## RECORDS SUPPLIED
──────────────────────────────

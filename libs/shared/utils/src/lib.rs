pub mod clock;
pub mod extractor;
pub mod jwt;
pub mod password;
pub mod test_utils;
pub mod validation;
use async_trait::async_trait;
use chrono::Utc;
use reqwest::Method;
use serde_json::{json, Value};
use tracing::{debug, warn};
use uuid::Uuid;

use shared_config::AppConfig;
use shared_database::postgrest::{eq, ApiError, DatabaseClient};

use crate::models::{Doctor, DoctorChanges, DoctorError, NewDoctor};

const DOCTORS_PATH: &str = "/rest/v1/doctors";
const APPOINTMENTS_PATH: &str = "/rest/v1/appointments";

/// Storage operations the doctor service depends on.
#[cfg_attr(any(test, feature = "mocks"), mockall::automock)]
#[async_trait]
pub trait DoctorRepository: Send + Sync {
    async fn create(&self, doctor: NewDoctor) -> Result<Doctor, DoctorError>;
    async fn find_all(&self) -> Result<Vec<Doctor>, DoctorError>;
    async fn find_by_id(&self, id: Uuid) -> Result<Option<Doctor>, DoctorError>;
    async fn find_by_email(&self, email: String) -> Result<Option<Doctor>, DoctorError>;
    async fn find_by_crm(&self, crm: i32) -> Result<Option<Doctor>, DoctorError>;
    async fn update(&self, id: Uuid, changes: DoctorChanges) -> Result<Option<Doctor>, DoctorError>;
    /// Returns whether a row was deleted.
    async fn remove(&self, id: Uuid) -> Result<bool, DoctorError>;
}

pub struct PostgrestDoctorRepository {
    client: DatabaseClient,
}

impl PostgrestDoctorRepository {
    pub fn new(config: &AppConfig) -> Self {
        Self {
            client: DatabaseClient::new(config),
        }
    }

    async fn find_one(&self, filter: &str) -> Result<Option<Doctor>, DoctorError> {
        let path = format!("{}?{}&limit=1", DOCTORS_PATH, filter);
        let rows: Vec<Value> = self.client.request(Method::GET, &path, None)
            .await
            .map_err(|e| DoctorError::DatabaseError(e.to_string()))?;

        rows.into_iter().next().map(parse_doctor).transpose()
    }
}

/// A foreign key still pointing at the row surfaces as 409.
fn map_delete_error(err: anyhow::Error) -> DoctorError {
    if ApiError::is_conflict(&err) {
        warn!("Store refused to delete a doctor that is still referenced");
        DoctorError::HasAppointments
    } else {
        DoctorError::DatabaseError(err.to_string())
    }
}

fn parse_doctor(row: Value) -> Result<Doctor, DoctorError> {
    serde_json::from_value(row)
        .map_err(|e| DoctorError::DatabaseError(format!("Failed to parse doctor: {}", e)))
}

#[async_trait]
impl DoctorRepository for PostgrestDoctorRepository {
    async fn create(&self, doctor: NewDoctor) -> Result<Doctor, DoctorError> {
        let now = Utc::now().to_rfc3339();
        let doctor_data = json!({
            "name": doctor.name,
            "email": doctor.email,
            "crm": doctor.crm,
            "specialty": doctor.specialty,
            "password_hash": doctor.password_hash,
            "created_at": now,
            "updated_at": now
        });

        let rows = self.client.write_returning(Method::POST, DOCTORS_PATH, Some(doctor_data))
            .await
            .map_err(|e| DoctorError::DatabaseError(e.to_string()))?;

        let row = rows.into_iter().next()
            .ok_or_else(|| DoctorError::DatabaseError("Failed to create doctor".to_string()))?;
        parse_doctor(row)
    }

    async fn find_all(&self) -> Result<Vec<Doctor>, DoctorError> {
        let path = format!("{}?order=name.asc", DOCTORS_PATH);
        let rows: Vec<Value> = self.client.request(Method::GET, &path, None)
            .await
            .map_err(|e| DoctorError::DatabaseError(e.to_string()))?;

        rows.into_iter().map(parse_doctor).collect()
    }

    async fn find_by_id(&self, id: Uuid) -> Result<Option<Doctor>, DoctorError> {
        self.find_one(&format!("id={}", eq(id.to_string()))).await
    }

    async fn find_by_email(&self, email: String) -> Result<Option<Doctor>, DoctorError> {
        self.find_one(&format!("email={}", eq(&email))).await
    }

    async fn find_by_crm(&self, crm: i32) -> Result<Option<Doctor>, DoctorError> {
        self.find_one(&format!("crm={}", eq(crm.to_string()))).await
    }

    async fn update(&self, id: Uuid, changes: DoctorChanges) -> Result<Option<Doctor>, DoctorError> {
        debug!("Updating doctor record {}", id);

        let mut update_data = serde_json::Map::new();
        if let Some(name) = changes.name {
            update_data.insert("name".to_string(), json!(name));
        }
        if let Some(email) = changes.email {
            update_data.insert("email".to_string(), json!(email));
        }
        if let Some(crm) = changes.crm {
            update_data.insert("crm".to_string(), json!(crm));
        }
        if let Some(specialty) = changes.specialty {
            update_data.insert("specialty".to_string(), json!(specialty));
        }
        if let Some(password_hash) = changes.password_hash {
            update_data.insert("password_hash".to_string(), json!(password_hash));
        }
        update_data.insert("updated_at".to_string(), json!(Utc::now().to_rfc3339()));

        let path = format!("{}?id={}", DOCTORS_PATH, eq(id.to_string()));
        let rows = self.client.write_returning(Method::PATCH, &path, Some(Value::Object(update_data)))
            .await
            .map_err(|e| DoctorError::DatabaseError(e.to_string()))?;

        rows.into_iter().next().map(parse_doctor).transpose()
    }

    async fn remove(&self, id: Uuid) -> Result<bool, DoctorError> {
        // Appointments go with the doctor, whether or not the store cascades.
        let appointments = format!("{}?doctor_id={}", APPOINTMENTS_PATH, eq(id.to_string()));
        let removed = self.client.write_returning(Method::DELETE, &appointments, None)
            .await
            .map_err(|e| DoctorError::DatabaseError(e.to_string()))?;
        debug!("Removed {} appointments of doctor {}", removed.len(), id);

        let path = format!("{}?id={}", DOCTORS_PATH, eq(id.to_string()));
        let rows = self.client.write_returning(Method::DELETE, &path, None)
            .await
            .map_err(map_delete_error)?;

        Ok(!rows.is_empty())
    }
}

──────────────────────────────

## EXERCISE OBJECTIVE
Each line of the data should be reproduced exactly as it appears.

## ANSWER BOX
filename libs/shared/utils/src/lib.rs
pub mod clock;
pub mod extractor;
pub mod jwt;
pub mod password;
pub mod test_utils;
pub mod validation;
use async_trait::async_trait;
use chrono::Utc;
use reqwest::Method;
use serde_json::{json, Value};
use tracing::{debug, warn};
use uuid::Uuid;

use shared_config::AppConfig;
use shared_database::postgrest::{eq, ApiError, DatabaseClient};

use crate::models::{Doctor, DoctorChanges, DoctorError, NewDoctor};

const DOCTORS_PATH: &str = "/rest/v1/doctors";
const APPOINTMENTS_PATH: &str = "/rest/v1/appointments";

/// Storage operations the doctor service depends on.
#[cfg_attr(any(test, feature = "mocks"), mockall::automock)]
#[async_trait]
pub trait DoctorRepository: Send + Sync {
    async fn create(&self, doctor: NewDoctor) -> Result<Doctor, DoctorError>;
    async fn find_all(&self) -> Result<Vec<Doctor>, DoctorError>;
    async fn find_by_id(&self, id: Uuid) -> Result<Option<Doctor>, DoctorError>;
    async fn find_by_email(&self, email: String) -> Result<Option<Doctor>, DoctorError>;
    async fn find_by_crm(&self, crm: i32) -> Result<Option<Doctor>, DoctorError>;
    async fn update(&self, id: Uuid, changes: DoctorChanges) -> Result<Option<Doctor>, DoctorError>;
    /// Returns whether a row was deleted.
    async fn remove(&self, id: Uuid) -> Result<bool, DoctorError>;
}

pub struct PostgrestDoctorRepository {
    client: DatabaseClient,
}

impl PostgrestDoctorRepository {
    pub fn new(config: &AppConfig) -> Self {
        Self {
            client: DatabaseClient::new(config),
        }
    }

    async fn find_one(&self, filter: &str) -> Result<Option<Doctor>, DoctorError> {
        let path = format!("{}?{}&limit=1", DOCTORS_PATH, filter);
        let rows: Vec<Value> = self.client.request(Method::GET, &path, None)
            .await
            .map_err(|e| DoctorError::DatabaseError(e.to_string()))?;

        rows.into_iter().next().map(parse_doctor).transpose()
    }
}

/// A foreign key still pointing at the row surfaces as 409.
fn map_delete_error(err: anyhow::Error) -> DoctorError {
    if ApiError::is_conflict(&err) {
        warn!("Store refused to delete a doctor that is still referenced");
        DoctorError::HasAppointments
    } else {
        DoctorError::DatabaseError(err.to_string())
    }
}

fn parse_doctor(row: Value) -> Result<Doctor, DoctorError> {
    serde_json::from_value(row)
        .map_err(|e| DoctorError::DatabaseError(format!("Failed to parse doctor: {}", e)))
}

#[async_trait]
impl DoctorRepository for PostgrestDoctorRepository {
    async fn create(&self, doctor: NewDoctor) -> Result<Doctor, DoctorError> {
        let now = Utc::now().to_rfc3339();
        let doctor_data = json!({
            "name": doctor.name,
            "email": doctor.email,
            "crm": doctor.crm,
            "specialty": doctor.specialty,
            "password_hash": doctor.password_hash,
            "created_at": now,
            "updated_at": now
        });

        let rows = self.client.write_returning(Method::POST, DOCTORS_PATH, Some(doctor_data))
            .await
            .map_err(|e| DoctorError::DatabaseError(e.to_string()))?;

        let row = rows.into_iter().next()
            .ok_or_else(|| DoctorError::DatabaseError("Failed to create doctor".to_string()))?;
        parse_doctor(row)
    }

    async fn find_all(&self) -> Result<Vec<Doctor>, DoctorError> {
        let path = format!("{}?order=name.asc", DOCTORS_PATH);
        let rows: Vec<Value> = self.client.request(Method::GET, &path, None)
            .await
            .map_err(|e| DoctorError::DatabaseError(e.to_string()))?;

        rows.into_iter().map(parse_doctor).collect()
    }

    async fn find_by_id(&self, id: Uuid) -> Result<Option<Doctor>, DoctorError> {
        self.find_one(&format!("id={}", eq(id.to_string()))).await
    }

    async fn find_by_email(&self, email: String) -> Result<Option<Doctor>, DoctorError> {
        self.find_one(&format!("email={}", eq(&email))).await
    }

    async fn find_by_crm(&self, crm: i32) -> Result<Option<Doctor>, DoctorError> {
        self.find_one(&format!("crm={}", eq(crm.to_string()))).await
    }

    async fn update(&self, id: Uuid, changes: DoctorChanges) -> Result<Option<Doctor>, DoctorError> {
        debug!("Updating doctor record {}", id);

        let mut update_data = serde_json::Map::new();
        if let Some(name) = changes.name {
            update_data.insert("name".to_string(), json!(name));
        }
        if let Some(email) = changes.email {
            update_data.insert("email".to_string(), json!(email));
        }
        if let Some(crm) = changes.crm {
            update_data.insert("crm".to_string(), json!(crm));
        }
        if let Some(specialty) = changes.specialty {
            update_data.insert("specialty".to_string(), json!(specialty));
        }
        if let Some(password_hash) = changes.password_hash {
            update_data.insert("password_hash".to_string(), json!(password_hash));
        }
        update_data.insert("updated_at".to_string(), json!(Utc::now().to_rfc3339()));

        let path = format!("{}?id={}", DOCTORS_PATH, eq(id.to_string()));
        let rows = self.client.write_returning(Method::PATCH, &path, Some(Value::Object(update_data)))
            .await
            .map_err(|e| DoctorError::DatabaseError(e.to_string()))?;

        rows.into_iter().next().map(parse_doctor).transpose()
    }

    async fn remove(&self, id: Uuid) -> Result<bool, DoctorError> {
        // Appointments go with the doctor, whether or not the store cascades.
        let appointments = format!("{}?doctor_id={}", APPOINTMENTS_PATH, eq(id.to_string()));
        let removed = self.client.write_returning(Method::DELETE, &appointments, None)
            .await
            .map_err(|e| DoctorError::DatabaseError(e.to_string()))?;
        debug!("Removed {} appointments of doctor {}", removed.len(), id);

        let path = format!("{}?id={}", DOCTORS_PATH, eq(id.to_string()));
        let rows = self.client.write_returning(Method::DELETE, &path, None)
            .await
            .map_err(map_delete_error)?;

        Ok(!rows.is_empty())
    }
}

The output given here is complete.